FIRMS offering payday loans should be banned from advertising at the Commonwealth Games in Glasgow or sponsoring any of the event this summer, according to campaigners.
Citizens Advice Scotland wants Glasgow 2014 to introduce the prohibition in line with that placed on adverts for alcohol and tobacco products at major sporting occasions.
It made the call after it discovered it was supporting more than 100 people a week who found themselves in crippling debt after taking out expensive loans. The resulting financial problems they faced often destroyed their health and relationships, the service said.
Interest rates on payday loans often exceed 5000% and people who originally borrow a couple of hundred pounds can quickly find themselves owing thousands as they struggle to pay off the debt.
Their popularity has soared in recent years and many people with financial difficulties have turned to payday lenders to find money for food and fuel.
Susan McPhee, head of policy at Citizens Advice Scotland, said the damaging impact of the loans should be regarded in a similar way to tobacco and alcohol.
She said: "Twenty years ago it was the norm for tobacco and alcohol companies to sponsor big sporting occasions. Today it is generally accepted this is inappropriate and products which have a damaging impact on people should be excluded from sponsoring such high-profile events.
"We believe payday loans should be seen in this same category and banned from this year's Games.
"Over the last few years we have published considerable evidence about the damage done by payday loan companies to our clients.
"Common problems include misleading adverts, massive interest rates, failure to assess applicants' financial backgrounds, aggressive efforts to reclaim debts and trapping people in further debt through 'roll-over' loans.
"We don't believe companies who operate like this have any place in a great sporting occasion.
"All Scots will remember how proud we were when Glasgow was awarded the Games, and we're all looking forward to a brilliant summer hosting this gala of sporting excellence in our great city. That pride will be tainted if we see the city plastered in banner adverts for companies which trade in trapping families in misery and debt."
The service has written to the Games's organisers calling for the ban. In its response the Games team confirmed no such sponsorship deals were in place, but said they were unable to take a position on the issue.
Ms McPhee added: "I'm sorry the organisers feel they are unable to take a position on this issue, but having opened the dialogue we will continue to engage with them and to press our case. There are plenty of other good companies out there whose money would be just as good, without advertising damaging products. The Glasgow Games has a unique opportunity here to set an example."
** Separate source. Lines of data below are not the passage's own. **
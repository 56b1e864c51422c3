//! Validation of table and column names that end up in SQL text.
//!
//! Key names are rendered into seek predicates and ORDER BY clauses verbatim,
//! never bound as parameters, so every resolved column is checked here first.

/// Postgres truncates identifiers past 63 bytes.
const MAX_IDENTIFIER_LENGTH: usize = 63;

/// Returns `true` for a bare identifier: an ASCII letter or underscore
/// followed by ASCII letters, digits or underscores, 1 to 63 bytes long.
///
/// ```
/// use mik_keyset::is_valid_sql_identifier;
///
/// assert!(is_valid_sql_identifier("created_at"));
/// assert!(is_valid_sql_identifier("_rowid"));
/// assert!(!is_valid_sql_identifier("9lives"));
/// assert!(!is_valid_sql_identifier("posts.id"));
/// assert!(!is_valid_sql_identifier("id; DROP TABLE posts"));
/// ```
#[must_use]
pub fn is_valid_sql_identifier(name: &str) -> bool {
    let bytes = name.as_bytes();
    match bytes.split_first() {
        Some((first, rest)) if bytes.len() <= MAX_IDENTIFIER_LENGTH => {
            (first.is_ascii_alphabetic() || *first == b'_')
                && rest.iter().all(|b| b.is_ascii_alphanumeric() || *b == b'_')
        },
        _ => false,
    }
}

/// Returns `true` for a column name, bare (`id`) or table-qualified
/// (`posts.id`). Each part must be a valid identifier.
///
/// ```
/// use mik_keyset::is_valid_column;
///
/// assert!(is_valid_column("id"));
/// assert!(is_valid_column("posts.created_at"));
/// assert!(!is_valid_column("public.posts.id"));
/// assert!(!is_valid_column("posts."));
/// ```
#[must_use]
pub fn is_valid_column(name: &str) -> bool {
    match name.split_once('.') {
        Some((table, column)) => is_valid_sql_identifier(table) && is_valid_sql_identifier(column),
        None => is_valid_sql_identifier(name),
    }
}

/// First entry of `columns` that is not a valid column name.
pub(crate) fn first_invalid_column(columns: &[String]) -> Option<&str> {
    columns
        .iter()
        .map(String::as_str)
        .find(|column| !is_valid_column(column))
}

/// Panic unless `name` is a valid bare identifier.
///
/// For names written in code, not for user input.
///
/// ```should_panic
/// mik_keyset::assert_valid_sql_identifier("posts; --", "table");
/// ```
pub fn assert_valid_sql_identifier(name: &str, context: &str) {
    assert!(
        is_valid_sql_identifier(name),
        "Invalid SQL {context} name '{name}': expected an ASCII identifier of 1-63 chars"
    );
}

/// Panic unless `name` is a valid, optionally table-qualified, column name.
pub(crate) fn assert_valid_column(name: &str, context: &str) {
    assert!(
        is_valid_column(name),
        "Invalid SQL {context} name '{name}': must be an identifier, optionally table-qualified"
    );
}
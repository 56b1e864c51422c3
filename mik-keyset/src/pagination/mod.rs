//! Keyset pagination: seek predicates, order flipping and page reshaping.
//!
//! # How a page is fetched
//!
//! | Step | Component | Output |
//! |------|-----------|--------|
//! | 1 | codec | decoded key values of the active cursor |
//! | 2 | [`KeysetCondition`] | `(k1 OP v1) OR (k1 = v1 AND k2 OP v2) ...` |
//! | 3 | order builder | `k1 DIR, k2 DIR`, flipped when paging backward |
//! | 4 | query | `limit + 1` rows in that order |
//! | 5 | [`post_process`] | trimmed, display-ordered rows plus next cursors |
//!
//! The extra row is the over-fetch sentinel: its presence means another page
//! exists in the scan direction, without a second query.

mod codec;
mod cursor;
mod keyset;
mod order;
mod page;
mod value_conv;

// Re-export all public items
pub use codec::{CursorCodec, CursorError, CursorFields, JsonCursorCodec};
pub use cursor::Cursor;
pub use keyset::{KeysetCondition, seek_operator};
pub use order::{build_order, effective_order};
pub use page::{Page, post_process};
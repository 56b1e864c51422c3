//! Value conversion helpers for pagination.

use miniserde::json::{Number, Value as JsonValue};

use crate::builder::Value;

impl From<i64> for Value {
    fn from(v: i64) -> Self {
        Self::Int(v)
    }
}

impl From<i32> for Value {
    fn from(v: i32) -> Self {
        Self::Int(i64::from(v))
    }
}

impl From<u32> for Value {
    fn from(v: u32) -> Self {
        Self::Int(i64::from(v))
    }
}

impl From<f64> for Value {
    fn from(v: f64) -> Self {
        Self::Float(v)
    }
}

impl From<String> for Value {
    fn from(v: String) -> Self {
        Self::String(v)
    }
}

impl From<&str> for Value {
    fn from(v: &str) -> Self {
        Self::String(v.to_string())
    }
}

impl From<bool> for Value {
    fn from(v: bool) -> Self {
        Self::Bool(v)
    }
}

impl<T: Into<Value>> From<Option<T>> for Value {
    fn from(v: Option<T>) -> Self {
        v.map_or(Self::Null, Into::into)
    }
}

impl Value {
    /// Convert from a miniserde JSON scalar.
    ///
    /// Arrays and objects are not cursor values and yield `None`, as do
    /// unsigned integers that do not fit in `i64`.
    ///
    /// ```
    /// use mik_keyset::Value;
    /// use miniserde::json::{Number, Value as JsonValue};
    ///
    /// let json = JsonValue::Number(Number::U64(42));
    /// assert_eq!(Value::from_json(&json), Some(Value::Int(42)));
    /// ```
    #[must_use]
    pub fn from_json(json: &JsonValue) -> Option<Self> {
        match json {
            JsonValue::Null => Some(Self::Null),
            JsonValue::Bool(b) => Some(Self::Bool(*b)),
            JsonValue::Number(n) => match n {
                Number::I64(i) => Some(Self::Int(*i)),
                Number::U64(u) => i64::try_from(*u).ok().map(Self::Int),
                Number::F64(f) => Some(Self::Float(*f)),
            },
            JsonValue::String(s) => Some(Self::String(s.clone())),
            JsonValue::Array(_) | JsonValue::Object(_) => None,
        }
    }

    /// Convert into a miniserde JSON scalar.
    ///
    /// Returns `None` for non-finite floats, which JSON cannot represent.
    #[must_use]
    pub fn to_json(&self) -> Option<JsonValue> {
        Some(match self {
            Self::Null => JsonValue::Null,
            Self::Bool(b) => JsonValue::Bool(*b),
            Self::Int(i) => JsonValue::Number(Number::I64(*i)),
            Self::Float(f) if f.is_finite() => JsonValue::Number(Number::F64(*f)),
            Self::Float(_) => return None,
            Self::String(s) => JsonValue::String(s.clone()),
        })
    }
}

#[cfg(test)]
mod tests {
    use super::*;

    #[test]
    fn test_value_from_conversions() {
        assert_eq!(Value::from(42i64), Value::Int(42));
        assert_eq!(Value::from(42i32), Value::Int(42));
        assert_eq!(Value::from(7u32), Value::Int(7));
        assert_eq!(Value::from(1.5f64), Value::Float(1.5));
        assert_eq!(Value::from("hello"), Value::String("hello".into()));
        assert_eq!(Value::from(true), Value::Bool(true));
        assert_eq!(Value::from(None::<i64>), Value::Null);
        assert_eq!(Value::from(Some("x")), Value::String("x".into()));
    }

    #[test]
    fn test_json_scalars() {
        assert_eq!(
            Value::from_json(&JsonValue::Number(Number::I64(-3))),
            Some(Value::Int(-3))
        );
        assert_eq!(
            Value::from_json(&JsonValue::Number(Number::U64(u64::MAX))),
            None
        );
        assert_eq!(Value::from_json(&JsonValue::Null), Some(Value::Null));
    }

    #[test]
    fn test_non_finite_float_has_no_json() {
        assert!(Value::Float(f64::NAN).to_json().is_none());
        assert!(Value::Float(f64::INFINITY).to_json().is_none());
        assert!(Value::Float(2.5).to_json().is_some());
    }
}
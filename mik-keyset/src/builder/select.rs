//! SELECT query builder.

use crate::dialect::Dialect;
use crate::validate::{assert_valid_column, assert_valid_sql_identifier};

use super::filter::build_filter_expr_impl;
use super::types::{
    Filter, FilterExpr, Operator, QueryResult, SortDir, SortField, Value, order_clause,
};

/// SQL query builder with dialect support.
///
/// Renders `SELECT .. FROM .. WHERE .. ORDER BY .. LIMIT ..`. All filters are
/// joined with `AND` in the order they were added.
#[derive(Debug, Clone)]
pub struct QueryBuilder<D: Dialect> {
    dialect: D,
    pub(crate) table: String,
    fields: Vec<String>,
    pub(crate) filters: Vec<FilterExpr>,
    pub(crate) sorts: Vec<SortField>,
    pub(crate) limit: Option<usize>,
}

impl<D: Dialect> QueryBuilder<D> {
    /// Create a new query builder for the given table.
    ///
    /// # Panics
    ///
    /// Panics if the table name is not a valid SQL identifier.
    pub fn new(dialect: D, table: impl Into<String>) -> Self {
        let table = table.into();
        assert_valid_sql_identifier(&table, "table");
        Self {
            dialect,
            table,
            fields: Vec::new(),
            filters: Vec::new(),
            sorts: Vec::new(),
            limit: None,
        }
    }

    /// The table this query reads from.
    pub fn table(&self) -> &str {
        &self.table
    }

    /// Set the fields to SELECT.
    ///
    /// # Panics
    ///
    /// Panics if any field name is not a valid SQL identifier.
    pub fn fields(mut self, fields: &[&str]) -> Self {
        for field in fields {
            assert_valid_column(field, "field");
        }
        self.fields = fields.iter().map(|s| (*s).to_string()).collect();
        self
    }

    /// Add a filter condition.
    ///
    /// # Panics
    ///
    /// Panics if the field name is not a valid, optionally table-qualified, identifier.
    pub fn filter(mut self, field: impl Into<String>, op: Operator, value: Value) -> Self {
        let field = field.into();
        assert_valid_column(&field, "filter field");
        self.filters.push(FilterExpr::Simple(Filter { field, op, value }));
        self
    }

    /// Add a filter expression, AND-ed with the others.
    pub fn filter_expr(mut self, expr: FilterExpr) -> Self {
        self.filters.push(expr);
        self
    }

    /// Add a sort field.
    ///
    /// # Panics
    ///
    /// Panics if the field name is not a valid, optionally table-qualified, identifier.
    pub fn sort(mut self, field: impl Into<String>, dir: SortDir) -> Self {
        let field = field.into();
        assert_valid_column(&field, "sort field");
        self.sorts.push(SortField::new(field, dir));
        self
    }

    /// Add multiple sort fields.
    pub fn sorts(mut self, sorts: &[SortField]) -> Self {
        self.sorts.extend(sorts.iter().cloned());
        self
    }

    /// Set a limit.
    pub fn limit(mut self, limit: usize) -> Self {
        self.limit = Some(limit);
        self
    }

    /// Render `SELECT .. FROM .. [WHERE ..] [ORDER BY ..] [LIMIT ..]` and its
    /// parameters. Placeholders are numbered across all filters in order.
    pub fn build(&self) -> QueryResult {
        let columns = if self.fields.is_empty() {
            "*".to_string()
        } else {
            self.fields.join(", ")
        };
        let mut sql = format!("SELECT {columns} FROM {}", self.table);

        let mut params = Vec::new();
        let mut next_idx = 1;
        let clauses: Vec<String> = self
            .filters
            .iter()
            .filter_map(|expr| {
                let (clause, values, idx) = build_filter_expr_impl(&self.dialect, expr, next_idx);
                // Empty compounds render nothing and bind nothing
                (!clause.is_empty()).then(|| {
                    params.extend(values);
                    next_idx = idx;
                    clause
                })
            })
            .collect();

        if !clauses.is_empty() {
            sql.push_str(&format!(" WHERE {}", clauses.join(" AND ")));
        }
        if !self.sorts.is_empty() {
            sql.push_str(&format!(" ORDER BY {}", order_clause(&self.sorts)));
        }
        if let Some(limit) = self.limit {
            sql.push_str(&format!(" LIMIT {limit}"));
        }

        QueryResult { sql, params }
    }
}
A Glasgow 2014 spokesman said: "Glasgow 2014 has no sponsorship partners of this type at present and no plans to develop them."
Last year, Scottish Enterprise Minister Fergus Ewing called for a cap on interest rates charged by payday loan companies to be brought forward by the UK Government from January 2015 to next April. He said: "The uncontrolled growth of the payday loan industry has been the cause of one of the most extreme social hardships of modern times, a cause of great social misery."
A number of Scottish local authorities, including Glasgow, do not allow payday loan companies to rent their properties.